All of this for simple possession of marijuana. It’s dehumanizing. It’s unnecessary. It’s unfair.

Yet once in court, after formally charging someone, prosecutors don’t seem to care about marijuana either. They acknowledge the arrests are ridiculous. I’ll often ask prosecutors at arraignments: “Why are you even prosecuting this?” “Where are all the white people you know as well as I do that smoke?” “Why don’t you just dismiss?”

Their response: “Relax.
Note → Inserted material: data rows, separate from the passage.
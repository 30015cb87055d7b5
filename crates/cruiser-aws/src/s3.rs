//! S3 tfstate source.
//!
//! Enumerates `.tfstate` objects in a bucket and caches parsed documents by
//! content digest (ETag): unchanged objects are served from cache, changed
//! or new objects are downloaded and re-parsed, and vanished objects are
//! evicted. A call returns documents only when something changed, where the
//! key set itself counts as content, so downstream sees removals too.

use std::collections::{HashMap, HashSet};

use async_trait::async_trait;
use cruiser_core::Tfstate;
use cruiser_state::{StateError, TfstateSource};
use tracing::debug;

use crate::AwsError;

/// Object-store operations the source needs; the seam keeps the digest and
/// eviction logic testable without AWS.
#[async_trait]
pub trait TfstateBucket: Send + Sync {
    /// The bucket name, used to namespace cache keys.
    fn name(&self) -> &str;

    /// List every object key in the bucket.
    async fn list_keys(&self) -> Result<Vec<String>, AwsError>;

    /// The content digest of one object.
    async fn digest(&self, key: &str) -> Result<String, AwsError>;

    /// Download one object.
    async fn download(&self, key: &str) -> Result<Vec<u8>, AwsError>;
}

/// [`TfstateBucket`] backed by S3.
pub struct S3Bucket {
    client: aws_sdk_s3::Client,
    bucket: String,
}

impl S3Bucket {
    /// Create a bucket handle.
    pub fn new(client: aws_sdk_s3::Client, bucket: impl Into<String>) -> Self {
        Self {
            client,
            bucket: bucket.into(),
        }
    }
}

#[async_trait]
impl TfstateBucket for S3Bucket {
    fn name(&self) -> &str {
        &self.bucket
    }

    async fn list_keys(&self) -> Result<Vec<String>, AwsError> {
        let mut keys = Vec::new();
        let mut pages = self
            .client
            .list_objects_v2()
            .bucket(&self.bucket)
            .into_paginator()
            .send();

        while let Some(page) = pages.next().await {
            let page = page.map_err(|e| AwsError::ListObjects {
                bucket: self.bucket.clone(),
                source: Box::new(e),
            })?;
            for object in page.contents() {
                if let Some(key) = object.key() {
                    keys.push(key.to_owned());
                }
            }
        }

        Ok(keys)
    }

    async fn digest(&self, key: &str) -> Result<String, AwsError> {
        let head = self
            .client
            .head_object()
            .bucket(&self.bucket)
            .key(key)
            .send()
            .await
            .map_err(|e| AwsError::HeadObject {
                key: key.to_owned(),
                source: Box::new(e),
            })?;
        Ok(head.e_tag().unwrap_or_default().to_owned())
    }

    async fn download(&self, key: &str) -> Result<Vec<u8>, AwsError> {
        let object = self
            .client
            .get_object()
            .bucket(&self.bucket)
            .key(key)
            .send()
            .await
            .map_err(|e| AwsError::GetObject {
                key: key.to_owned(),
                source: Box::new(e),
            })?;
        let body = object.body.collect().await.map_err(|e| AwsError::GetObject {
            key: key.to_owned(),
            source: Box::new(e),
        })?;
        Ok(body.to_vec())
    }
}

struct CachedObject {
    digest: String,
    document: Tfstate,
}

/// The digest-cached tfstate source over a bucket.
pub struct S3TfstateSource<B: TfstateBucket = S3Bucket> {
    bucket: B,
    objects: HashMap<String, CachedObject>,
}

impl<B: TfstateBucket> S3TfstateSource<B> {
    /// Create a source over a bucket.
    pub fn new(bucket: B) -> Self {
        Self {
            bucket,
            objects: HashMap::new(),
        }
    }

    async fn sync(&mut self) -> Result<Option<Vec<Tfstate>>, AwsError> {
        let mut need_update = false;
        let mut seen = HashSet::new();
        let mut documents = Vec::new();

        for key in self.bucket.list_keys().await? {
            if !key.ends_with(".tfstate") {
                continue;
            }

            let digest = self.bucket.digest(&key).await?;
            let full_key = format!("{}/{}", self.bucket.name(), key);

            let changed = self
                .objects
                .get(&full_key)
                .map(|cached| cached.digest != digest)
                .unwrap_or(true);
            if changed {
                let body = self.bucket.download(&key).await?;
                let document =
                    Tfstate::from_slice(&body).map_err(|source| AwsError::ParseTfstate {
                        key: key.clone(),
                        source,
                    })?;
                debug!(key = %full_key, "tfstate object changed");
                // The digest advances only after a successful parse.
                self.objects.insert(full_key.clone(), CachedObject { digest, document });
                need_update = true;
            }

            documents.push(self.objects[&full_key].document.clone());
            seen.insert(full_key);
        }

        // A vanished object is a change downstream must observe.
        let stale: Vec<String> = self
            .objects
            .keys()
            .filter(|key| !seen.contains(*key))
            .cloned()
            .collect();
        for key in stale {
            debug!(key = %key, "tfstate object removed");
            self.objects.remove(&key);
            need_update = true;
        }

        if !need_update {
            return Ok(None);
        }
        Ok(Some(documents))
    }
}

#[async_trait]
impl<B: TfstateBucket> TfstateSource for S3TfstateSource<B> {
    async fn get_tfstate(&mut self) -> Result<Option<Vec<Tfstate>>, StateError> {
        self.sync().await.map_err(StateError::source_error)
    }
}

#[cfg(test)]
mod tests {
    use super::*;
    use std::sync::Mutex;

    /// In-memory bucket: key -> (etag, body).
    #[derive(Default)]
    struct MemoryBucket {
        objects: Mutex<HashMap<String, (String, Vec<u8>)>>,
        digest_failures: Mutex<HashSet<String>>,
    }

    impl MemoryBucket {
        fn put(&self, key: &str, etag: &str, body: &[u8]) {
            self.objects
                .lock()
                .unwrap()
                .insert(key.to_owned(), (etag.to_owned(), body.to_vec()));
        }

        fn remove(&self, key: &str) {
            self.objects.lock().unwrap().remove(key);
        }

        fn fail_digest(&self, key: &str) {
            self.digest_failures.lock().unwrap().insert(key.to_owned());
        }
    }

    #[async_trait]
    impl TfstateBucket for &MemoryBucket {
        fn name(&self) -> &str {
            "test-bucket"
        }

        async fn list_keys(&self) -> Result<Vec<String>, AwsError> {
            let mut keys: Vec<String> = self.objects.lock().unwrap().keys().cloned().collect();
            keys.sort();
            Ok(keys)
        }

        async fn digest(&self, key: &str) -> Result<String, AwsError> {
            if self.digest_failures.lock().unwrap().contains(key) {
                return Err(AwsError::HeadObject {
                    key: key.to_owned(),
                    source: "head failed".into(),
                });
            }
            Ok(self.objects.lock().unwrap()[key].0.clone())
        }

        async fn download(&self, key: &str) -> Result<Vec<u8>, AwsError> {
            Ok(self.objects.lock().unwrap()[key].1.clone())
        }
    }

    const EMPTY_STATE: &[u8] = br#"{"resources": []}"#;

    #[tokio::test]
    async fn change_detection_cycle() {
        let bucket = MemoryBucket::default();
        bucket.put("foo.tfstate", "etag-x", EMPTY_STATE);
        let mut source = S3TfstateSource::new(&bucket);

        // New object: full slice returned.
        let documents = source.sync().await.unwrap();
        assert_eq!(documents.expect("changed").len(), 1);

        // Unchanged: nothing.
        assert!(source.sync().await.unwrap().is_none());

        // New digest: full slice again.
        bucket.put("foo.tfstate", "etag-y", EMPTY_STATE);
        let documents = source.sync().await.unwrap();
        assert_eq!(documents.expect("changed").len(), 1);

        // Key removed: still a change, now with an empty slice.
        bucket.remove("foo.tfstate");
        let documents = source.sync().await.unwrap();
        assert!(documents.expect("removal is a change").is_empty());

        // And quiet again afterwards.
        assert!(source.sync().await.unwrap().is_none());
    }

    #[tokio::test]
    async fn non_tfstate_keys_are_ignored() {
        let bucket = MemoryBucket::default();
        bucket.put("README.md", "etag", b"docs");
        bucket.put("state.tfstate", "etag", EMPTY_STATE);
        let mut source = S3TfstateSource::new(&bucket);

        let documents = source.sync().await.unwrap().expect("changed");
        assert_eq!(documents.len(), 1);
    }

    #[tokio::test]
    async fn unchanged_objects_are_served_from_cache() {
        let bucket = MemoryBucket::default();
        bucket.put("a.tfstate", "etag-a", EMPTY_STATE);
        bucket.put("b.tfstate", "etag-b", EMPTY_STATE);
        let mut source = S3TfstateSource::new(&bucket);
        source.sync().await.unwrap();

        // Only `a` changes; both documents still come back.
        bucket.put("a.tfstate", "etag-a2", EMPTY_STATE);
        let documents = source.sync().await.unwrap().expect("changed");
        assert_eq!(documents.len(), 2);
    }

    #[tokio::test]
    async fn parse_failure_does_not_advance_the_digest() {
        let bucket = MemoryBucket::default();
        bucket.put("bad.tfstate", "etag-1", b"{broken");
        let mut source = S3TfstateSource::new(&bucket);

        assert!(matches!(
            source.sync().await,
            Err(AwsError::ParseTfstate { .. })
        ));

        // Fixed body under the same digest is re-fetched because the failed
        // parse never recorded the digest.
        bucket.put("bad.tfstate", "etag-1", EMPTY_STATE);
        let documents = source.sync().await.unwrap();
        assert_eq!(documents.expect("changed").len(), 1);
    }

    #[tokio::test]
    async fn digest_failure_aborts_the_call() {
        let bucket = MemoryBucket::default();
        bucket.put("a.tfstate", "etag", EMPTY_STATE);
        bucket.fail_digest("a.tfstate");
        let mut source = S3TfstateSource::new(&bucket);

        assert!(matches!(
            source.sync().await,
            Err(AwsError::HeadObject { .. })
        ));
    }
}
They’re all going home today anyway, whether they’re white or black.”

This flippant response is at least partially true: Despite the enormous human and fiscal costs of bringing people into the system, whether you’re white or black or it’s your first arrest or your 50th, marijuana prosecutions almost always end the same day they begin.

With offers of ACDs (i.e., cases stay open for up to a year after which they automatically get dismissed), offers of pleas to non-criminal violations, or worst case scenario, a plea to a misdemeanor crime with no jail time, the cases are very often over and done just as soon as they start. These dispositions are not without significant harms: high mandatory surcharges, an addition to a criminal record, or an open criminal charge during the duration of the ACD. But my clients do walk out the door.

The Brooklyn DA’s office recently pointed to evidence of relatively small racial discrepancies in the ultimate outcomes of marijuana cases just described as evidence that those prosecuted are “treated fairly and equitably.” This response brazenly passes the buck. Ultimate outcomes notwithstanding, prosecutors cannot so easily absolve themselves of complicity by ignoring the extraordinary racial disparities in the arrests that the NYPD first hands to them.